What do you do when you can’t get one beloved pair back and you want to lean on nostalgia? Well, if you’re Yash Raj Fims, which defined romcoms in the first decade of the millennium, you replace Abhishek Bachchan and Rani Mukerji from the original Bunty Aur Babli (2005) with another romcom pair Saif Ali Khan and Rani Mukerji, also from their own Hum Tum (2004). So 16 years after Bunty Aur Babli from “chhote chhote sheher” and empty boring afternoons wanted to become like corporate honchos, there’s a new pair of fortune-hunters in Bunty Aur Babli 2. Siddhant Chaturvedi who was on fire in Gully Boy (2019) as MC Sher and Sharvari who was distinctive in Kabir Khan’s The Forgotten Army: Azaadi Ke Liye (2020) before being remodelled to fit the babe mould in Bunty Aur Babli 2, have the difficult task of competing with one of the earliest films to understand the small-town aspirations of emerging India.
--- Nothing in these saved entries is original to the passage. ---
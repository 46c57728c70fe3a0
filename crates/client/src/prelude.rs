//! Standard APIs used everywhere in this crate.

pub use std::path::{Path, PathBuf};

pub use anyhow::{Context as _, Result, anyhow};
pub use async_trait::async_trait;
#[allow(unused_imports)]
pub use tracing::{debug, error, info, instrument, trace, warn};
Gulzar’s inventive lyrics, Aishwarya Rai’s “Kajra re”, Amitabh Bachchan’s gruff police officer, and the massive con of selling the Taj Mahal (which was partly nestled in reality, hence the Mayawati-type politician Phool Sakhi played by Pratima Kazmi). There was something about that film directed by the Kanpur-bred Shaad Ali that spoke of the limitless possibilities that millennial India offered. In retrospect, the idea that “chand se hokar sadak jati hain, usee se aage apna makan hoga (there’s a street that goes past the moon, and we will have our home there),” was so not true. But who was to know that? Blame Gulzar. We were deafened by his artistry.
Sporting Stars
Nandita Das directing Jackie Shroff, real-life couple Richa Chadha and Ali Fazal fight, Lara Dutta and Dia Mirza play exaggerated versions of themselves. In Call My Agent: Bollywood, when Applause Entertainment approached actors to do cameos, they were more than happy to send themselves up. CEO Sameer Nair says he was delighted to see that Bollywood still has the ability to laugh at itself. Written by brothers Hussain and Abbas Dalal, quite outrageous in their narration, the agents are also finely cast. With the inner workings of Bollywood being in the news currently, and the role of managers and agents coming under scrutiny, it will be fun to see if fact is stranger than fiction.
Did You Know?
While India was moving inexorably towards the horror of Partition, which would see up to two-three million dead and 12-15 million people displaced, Lord Mountbatten and his wife Edwina would relax by watching movies in what was then the Viceroy’s House. The film they watched on August 14th, on the eve of India’s freedom, was Bob Hope’s My Favourite Brunette (1947). There’s this and much more vivid detail just waiting to be made into a web series sometime soon in the first of Manreet Sodhi Someshwar’s Partition trilogy, Lahore.